Lembro que em 2010, quando a Dilma era apenas a dona da bunda que iria ocupar a cadeira da presidência enquanto Lula planejava manter seu governo paralelo, comentei que dar todo esse espaço ao PMDB  - e principalmente escolher Michel Temer como vice - era o maior entre os erros que o PT poderia cometer, e que seria fatal. Acho que vou virar feiticeiro...
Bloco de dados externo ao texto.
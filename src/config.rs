//! Run configuration.

use serde::{Deserialize, Serialize};

use crate::models::{Location, Minutes, DAY_START};

/// The corrected destination applied to wrong-address packages once the
/// correction is known.
#[derive(Debug, Clone, PartialEq, Serialize, Deserialize)]
#[serde(default)]
pub struct AddressCorrection {
    /// Corrected street address.
    pub address: String,
    /// Corrected postal code.
    pub postal: String,
    /// Clock time at which the correction becomes known.
    pub available_at: Minutes,
}

impl AddressCorrection {
    /// Graph key of the corrected destination.
    pub fn location(&self) -> Location {
        Location::from_parts(&self.address, &self.postal)
    }
}

impl Default for AddressCorrection {
    fn default() -> Self {
        Self {
            address: "410 S State St".to_owned(),
            postal: "84111".to_owned(),
            available_at: 620.0,
        }
    }
}

/// Fleet and clock parameters for a dispatch run.
///
/// # Examples
///
/// ```
/// use u_dispatch::DispatchConfig;
///
/// let config = DispatchConfig::default().with_truck_capacity(4);
/// assert_eq!(config.truck_capacity, 4);
/// assert_eq!(config.truck_speed, 18.0);
/// assert_eq!(config.day_start, 480.0);
/// ```
#[derive(Debug, Clone, PartialEq, Serialize, Deserialize)]
#[serde(default)]
pub struct DispatchConfig {
    /// Packages a truck can carry per run.
    pub truck_capacity: usize,
    /// Distance units per hour.
    pub truck_speed: f64,
    /// Clock time at zero mileage.
    pub day_start: Minutes,
    /// Recovery data for wrong-address packages.
    pub address_correction: AddressCorrection,
}

impl DispatchConfig {
    /// Sets the per-truck capacity.
    pub fn with_truck_capacity(mut self, capacity: usize) -> Self {
        self.truck_capacity = capacity;
        self
    }

    /// Sets the truck speed.
    pub fn with_truck_speed(mut self, speed: f64) -> Self {
        self.truck_speed = speed;
        self
    }

    /// Sets the wrong-address recovery data.
    pub fn with_address_correction(mut self, correction: AddressCorrection) -> Self {
        self.address_correction = correction;
        self
    }
}

impl Default for DispatchConfig {
    fn default() -> Self {
        Self {
            truck_capacity: 16,
            truck_speed: 18.0,
            day_start: DAY_START,
            address_correction: AddressCorrection::default(),
        }
    }
}
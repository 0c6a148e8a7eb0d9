//! Special-handling constraints encoded in free-text package notes.

use std::collections::BTreeSet;

use serde::Serialize;

use super::clock::{find_clock, Minutes};
use super::package::{PackageId, TruckId};

/// The single special-handling rule a package's notes resolve to.
///
/// Rules are mutually exclusive; the first matching rule wins in the order
/// delayed availability, required truck, delivery group, and anything else
/// non-empty marks the address as wrong.
///
/// # Examples
///
/// ```
/// use u_dispatch::models::Constraint;
///
/// assert_eq!(Constraint::from_notes(""), Constraint::None);
/// assert_eq!(Constraint::from_notes("Can only be on truck 2"), Constraint::RequiresTruck(2));
/// assert_eq!(
///     Constraint::from_notes("Delayed on flight---will not arrive to depot until 9:05 am"),
///     Constraint::AvailableAt(545.0),
/// );
/// assert_eq!(Constraint::from_notes("Wrong address listed"), Constraint::WrongAddress);
/// ```
#[derive(Debug, Clone, PartialEq, Serialize)]
pub enum Constraint {
    /// No special handling.
    None,
    /// Arrives at the hub at the given time.
    AvailableAt(Minutes),
    /// May only be loaded onto the given truck.
    RequiresTruck(TruckId),
    /// Must share a truck and run with these packages.
    DeliveredWith(BTreeSet<PackageId>),
    /// The listed address is unusable until corrected.
    WrongAddress,
}

impl Constraint {
    /// Classifies a notes field.
    pub fn from_notes(notes: &str) -> Self {
        let notes = notes.trim();
        if notes.is_empty() {
            return Self::None;
        }
        if let Some((minutes, _)) = find_clock(notes) {
            return Self::AvailableAt(minutes);
        }
        if let Some(truck) = required_truck(notes) {
            return Self::RequiresTruck(truck);
        }
        if notes.to_ascii_lowercase().contains("delivered with") {
            return Self::DeliveredWith(numbers(notes).collect());
        }
        Self::WrongAddress
    }
}

fn required_truck(notes: &str) -> Option<TruckId> {
    let lower = notes.to_ascii_lowercase();
    lower.match_indices("truck ").find_map(|(at, word)| {
        let tail = &lower[at + word.len()..];
        let end = tail
            .find(|c: char| !c.is_ascii_digit())
            .unwrap_or(tail.len());
        tail[..end].parse().ok()
    })
}

fn numbers(text: &str) -> impl Iterator<Item = PackageId> + '_ {
    text.split(|c: char| !c.is_ascii_digit())
        .filter(|s| !s.is_empty())
        .filter_map(|s| s.parse().ok())
}
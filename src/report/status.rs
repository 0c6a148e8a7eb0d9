//! Point-in-time package status.

use std::fmt;

use serde::Serialize;

use crate::models::{format_clock, Minutes, Package, PackageStatus, TruckId, END_OF_DAY};

/// Where a package stands at a given clock time, reconstructed from the
/// timestamps recorded during a run.
///
/// # Examples
///
/// ```
/// use u_dispatch::config::AddressCorrection;
/// use u_dispatch::models::{Package, PackageRecord};
/// use u_dispatch::report::StatusAt;
///
/// let record = PackageRecord::new(6, "3060 Lester St", "84119")
///     .with_notes("Delayed on flight---will not arrive to depot until 9:05 am");
/// let package = Package::new(record, &AddressCorrection::default());
/// assert_eq!(StatusAt::of(&package, 500.0), StatusAt::Delayed { until: 545.0 });
/// assert_eq!(
///     StatusAt::of(&package, 600.0).to_string(),
///     "At the hub, not yet scheduled"
/// );
/// ```
#[derive(Debug, Clone, PartialEq, Serialize)]
#[serde(tag = "status", rename_all = "snake_case")]
pub enum StatusAt {
    /// Not at the hub yet (or the correct address is not known yet).
    Delayed {
        /// When it becomes available.
        until: Minutes,
    },
    /// Waiting at the hub.
    AtHub {
        /// When it will be loaded, if the run scheduled it.
        expected_load: Option<Minutes>,
    },
    /// On a truck.
    EnRoute {
        /// Carrying truck.
        truck: TruckId,
        /// Load time.
        loaded_at: Minutes,
        /// Expected delivery time.
        expected_delivery: Minutes,
    },
    /// Delivered.
    Delivered {
        /// Delivery time.
        at: Minutes,
        /// Delivering truck.
        truck: TruckId,
    },
}

impl StatusAt {
    /// Status of `package` at clock time `time`.
    pub fn of(package: &Package, time: Minutes) -> Self {
        if package.available_at() > time {
            return Self::Delayed {
                until: package.available_at(),
            };
        }
        let (Some(loaded_at), Some(truck)) = (package.loaded_at(), package.delivered_by()) else {
            return Self::AtHub {
                expected_load: None,
            };
        };
        if time < loaded_at {
            return Self::AtHub {
                expected_load: Some(loaded_at),
            };
        }
        match package.delivered_at() {
            Some(at) if time >= at => Self::Delivered { at, truck },
            Some(expected_delivery) => Self::EnRoute {
                truck,
                loaded_at,
                expected_delivery,
            },
            None => Self::EnRoute {
                truck,
                loaded_at,
                expected_delivery: END_OF_DAY,
            },
        }
    }
}

impl fmt::Display for StatusAt {
    fn fmt(&self, f: &mut fmt::Formatter<'_>) -> fmt::Result {
        match *self {
            Self::Delayed { until } => {
                write!(f, "Delayed, package available at {}", format_clock(until))
            }
            Self::AtHub {
                expected_load: Some(at),
            } => write!(f, "At the hub, expected load time {}", format_clock(at)),
            Self::AtHub {
                expected_load: None,
            } => f.write_str("At the hub, not yet scheduled"),
            Self::EnRoute {
                truck,
                loaded_at,
                expected_delivery,
            } => write!(
                f,
                "On truck {truck}, loaded at {}, expected delivery time {}",
                format_clock(loaded_at),
                format_clock(expected_delivery)
            ),
            Self::Delivered { at, truck } => {
                write!(f, "Delivered at {} by truck {truck}", format_clock(at))
            }
        }
    }
}

/// Lifecycle state as of `time`, derived from the recorded timestamps.
pub fn status_as_of(package: &Package, time: Minutes) -> PackageStatus {
    if package.delivered_at().is_some_and(|at| at <= time) {
        PackageStatus::Delivered
    } else if package.loaded_at().is_some_and(|at| at <= time) {
        PackageStatus::EnRoute
    } else {
        PackageStatus::AtHub
    }
}

fn deadline_text(package: &Package) -> String {
    if package.has_deadline() {
        format_clock(package.deadline())
    } else {
        "EOD".to_owned()
    }
}

/// One-line, tab-separated summary of a package as of `time`.
pub fn brief(package: &Package, time: Minutes) -> String {
    let status = status_as_of(package, time);
    let mut parts = vec![
        format!("id: {}", package.id()),
        format!("address: {}", package.destination()),
        format!("{status:?}"),
        format!("deadline: {}", deadline_text(package)),
    ];
    if status != PackageStatus::AtHub {
        if let (Some(loaded_at), Some(truck)) = (package.loaded_at(), package.delivered_by()) {
            parts.push(format!("loaded at: {}", format_clock(loaded_at)));
            parts.push(format!(
                "onto truck {truck} in delivery number {}",
                package.delivery_run().unwrap_or_default()
            ));
        }
    }
    if status == PackageStatus::Delivered {
        if let Some(at) = package.delivered_at() {
            parts.push(format!("delivered at: {}", format_clock(at)));
            parts.push(format!("delivered on time: {}", at <= package.deadline()));
        }
    }
    parts.join(",\t")
}

/// Multi-line description of a package as of `time`.
pub fn block(package: &Package, time: Minutes) -> String {
    format!(
        concat!(
            "Package ID: #{}\n",
            " delivery status:   {}\n",
            " delivery deadline: {}\n",
            " delivery weight:   {}\n",
            " delivery address:  {}\n",
            " delivery city:     {}\n",
            " delivery state:    {}\n",
            " delivery zip:      {}\n",
        ),
        package.id(),
        StatusAt::of(package, time),
        deadline_text(package),
        package.mass(),
        package.address(),
        package.city(),
        package.state(),
        package.postal(),
    )
}

#[cfg(test)]
mod tests {
    use super::*;
    use crate::config::{AddressCorrection, DispatchConfig};
    use crate::distance::DistanceGraph;
    use crate::models::{Location, PackageRecord, Truck};
    use std::collections::BTreeMap;

    /// Package 1 loaded at 08:00 and delivered at 08:10 by truck 1.
    fn delivered() -> Package {
        let hub = Location::hub();
        let a = Location::new("A (1)");
        let mut g = DistanceGraph::new();
        g.add_vertex(hub.clone());
        g.add_vertex(a.clone());
        g.add_edge(&hub, &a, 3.0).expect("known");

        let record = PackageRecord::new(1, "A", "1")
            .with_deadline(540.0)
            .with_city("Salt Lake City", "UT")
            .with_mass(21.0);
        let mut packages =
            BTreeMap::from([(1, Package::new(record, &AddressCorrection::default()))]);
        let mut truck = Truck::new(1, &DispatchConfig::default());
        truck
            .load(packages.get_mut(&1).expect("exists"))
            .expect("space");
        truck.deliver(&g, &mut packages).expect("connected");
        packages.remove(&1).expect("exists")
    }

    #[test]
    fn test_status_timeline() {
        let p = delivered();
        assert_eq!(
            StatusAt::of(&p, 479.0),
            StatusAt::AtHub {
                expected_load: Some(480.0)
            }
        );
        assert!(matches!(StatusAt::of(&p, 485.0), StatusAt::EnRoute { truck: 1, .. }));
        assert!(matches!(StatusAt::of(&p, 600.0), StatusAt::Delivered { truck: 1, .. }));
    }

    #[test]
    fn test_status_display() {
        let p = delivered();
        assert_eq!(StatusAt::of(&p, 479.0).to_string(), "At the hub, expected load time 08:00");
        assert_eq!(
            StatusAt::of(&p, 485.0).to_string(),
            "On truck 1, loaded at 08:00, expected delivery time 08:10"
        );
        assert_eq!(StatusAt::of(&p, 600.0).to_string(), "Delivered at 08:10 by truck 1");
    }

    #[test]
    fn test_status_as_of() {
        let p = delivered();
        assert_eq!(status_as_of(&p, 479.0), PackageStatus::AtHub);
        assert_eq!(status_as_of(&p, 480.0), PackageStatus::EnRoute);
        assert_eq!(status_as_of(&p, 495.0), PackageStatus::Delivered);
    }

    #[test]
    fn test_brief() {
        let p = delivered();
        assert_eq!(brief(&p, 470.0), "id: 1,\taddress: A (1),\tAtHub,\tdeadline: 09:00");
        assert_eq!(
            brief(&p, 600.0),
            concat!(
                "id: 1,\taddress: A (1),\tDelivered,\tdeadline: 09:00,\tloaded at: 08:00,",
                "\tonto truck 1 in delivery number 1,\tdelivered at: 08:10,",
                "\tdelivered on time: true"
            )
        );
    }

    #[test]
    fn test_block() {
        let text = block(&delivered(), 600.0);
        assert!(text.starts_with("Package ID: #1\n"));
        assert!(text.contains(" delivery status:   Delivered at 08:10 by truck 1\n"));
        assert!(text.contains(" delivery weight:   21\n"));
        assert!(text.contains(" delivery city:     Salt Lake City\n"));
        assert!(text.contains(" delivery zip:      1\n"));
    }

    #[test]
    fn test_unscheduled() {
        let p = Package::new(PackageRecord::new(2, "B", "2"), &AddressCorrection::default());
        assert_eq!(StatusAt::of(&p, 600.0), StatusAt::AtHub { expected_load: None });
        assert!(brief(&p, 600.0).contains("deadline: EOD"));
    }
}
Um dos grandes problemas do eleitor brasileiro é nunca prestar atenção no vice. Estamos acostumados a nos informar sobre o candidato principal, ver o que ele propõe, e nunca observar o vice. Vice no Brasil é vaca de presépio: todo mundo sabe que está lá, mas ninguém dá a menor importância. Quer a prova? Responda sem pensar e sem consultar o Google: quem é o vice-prefeito da sua cidade?
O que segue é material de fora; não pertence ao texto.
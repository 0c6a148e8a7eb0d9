//! Delivery locations keyed by normalized address.

use std::fmt;

use serde::{Deserialize, Serialize};

/// Key used for the depot in the distance graph.
pub const HUB: &str = "HUB";

/// A delivery location identified by its normalized `address (postal)` text.
///
/// Two locations are equal iff their normalized strings are equal, so the
/// same street written as `"300 State Street\n(84103)"` and
/// `"300 State Street (84103)"` maps to one graph vertex.
///
/// # Examples
///
/// ```
/// use u_dispatch::models::Location;
///
/// let a = Location::new("1060 Dalton Ave South\n(84104)");
/// let b = Location::new("1060 Dalton Ave S (84104)");
/// assert_eq!(a, b);
/// assert_eq!(a.as_str(), "1060 Dalton Ave S (84104)");
/// assert!(Location::hub().is_hub());
/// ```
#[derive(Debug, Clone, PartialEq, Eq, Hash, PartialOrd, Ord, Serialize, Deserialize)]
#[serde(transparent)]
pub struct Location(String);

impl Location {
    /// Creates a location from raw address text, normalizing it.
    pub fn new(raw: &str) -> Self {
        Self(standardize_address(raw))
    }

    /// Builds the location key for a street address and postal code.
    pub fn from_parts(address: &str, postal: &str) -> Self {
        Self::new(&format!("{address} ({postal})"))
    }

    /// The depot.
    pub fn hub() -> Self {
        Self(HUB.to_owned())
    }

    /// Returns `true` for the depot.
    pub fn is_hub(&self) -> bool {
        self.0 == HUB
    }

    /// The normalized key.
    pub fn as_str(&self) -> &str {
        &self.0
    }
}

impl fmt::Display for Location {
    fn fmt(&self, f: &mut fmt::Formatter<'_>) -> fmt::Result {
        f.write_str(&self.0)
    }
}

/// Normalizes an address: line breaks become spaces, whole-word compass
/// directions collapse to their capital initial and runs of whitespace
/// shrink to one space.
pub fn standardize_address(raw: &str) -> String {
    raw.split_whitespace()
        .map(|word| match word.to_ascii_lowercase().as_str() {
            "north" => "N",
            "south" => "S",
            "east" => "E",
            "west" => "W",
            _ => word,
        })
        .collect::<Vec<_>>()
        .join(" ")
}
Num país de democracia instável como o Brasil, onde nem sempre um eleito cumpre o mandato inteiro - seja para concorrer a outro cargo (alguém viu o Serra por aí?), seja por denúncias de corrupção - conhecer e observar o vice é de suma importância. Na história do Brasil os vices tiveram importância enorme, apesar da competência nem sempre estar presente. Basta lembrar que foi a fraqueza política de um vice após assumir o governo que deu origem ao Golpe Militar de 1964. Após a redemocratização em 1985, o vice já foi chamado a assumir o cargo três vezes - Sarney assumiu no lugar de Tancredo, Itamar no lugar do Collor e agora o Temer no lugar da Dilma. O vice é sim eleito democraticamente e seu mandato é tão legítimo quanto o do candidato principal. Temer é tão legítimo quanto foram Sarney e Itamar. 

Enfim, dizer que Michel Temer "não recebeu nenhum voto" é discurso de quem se arrependeu do vice que escolheu e agora busca um discurso capaz de neutralizar a burrada impensada no momento da aliança eleitoral. 

Temer é um monstro, que foi devidamente alimentado pelos petistas, políticos e eleitores. Temer é cria de vocês. Agora o aguentem!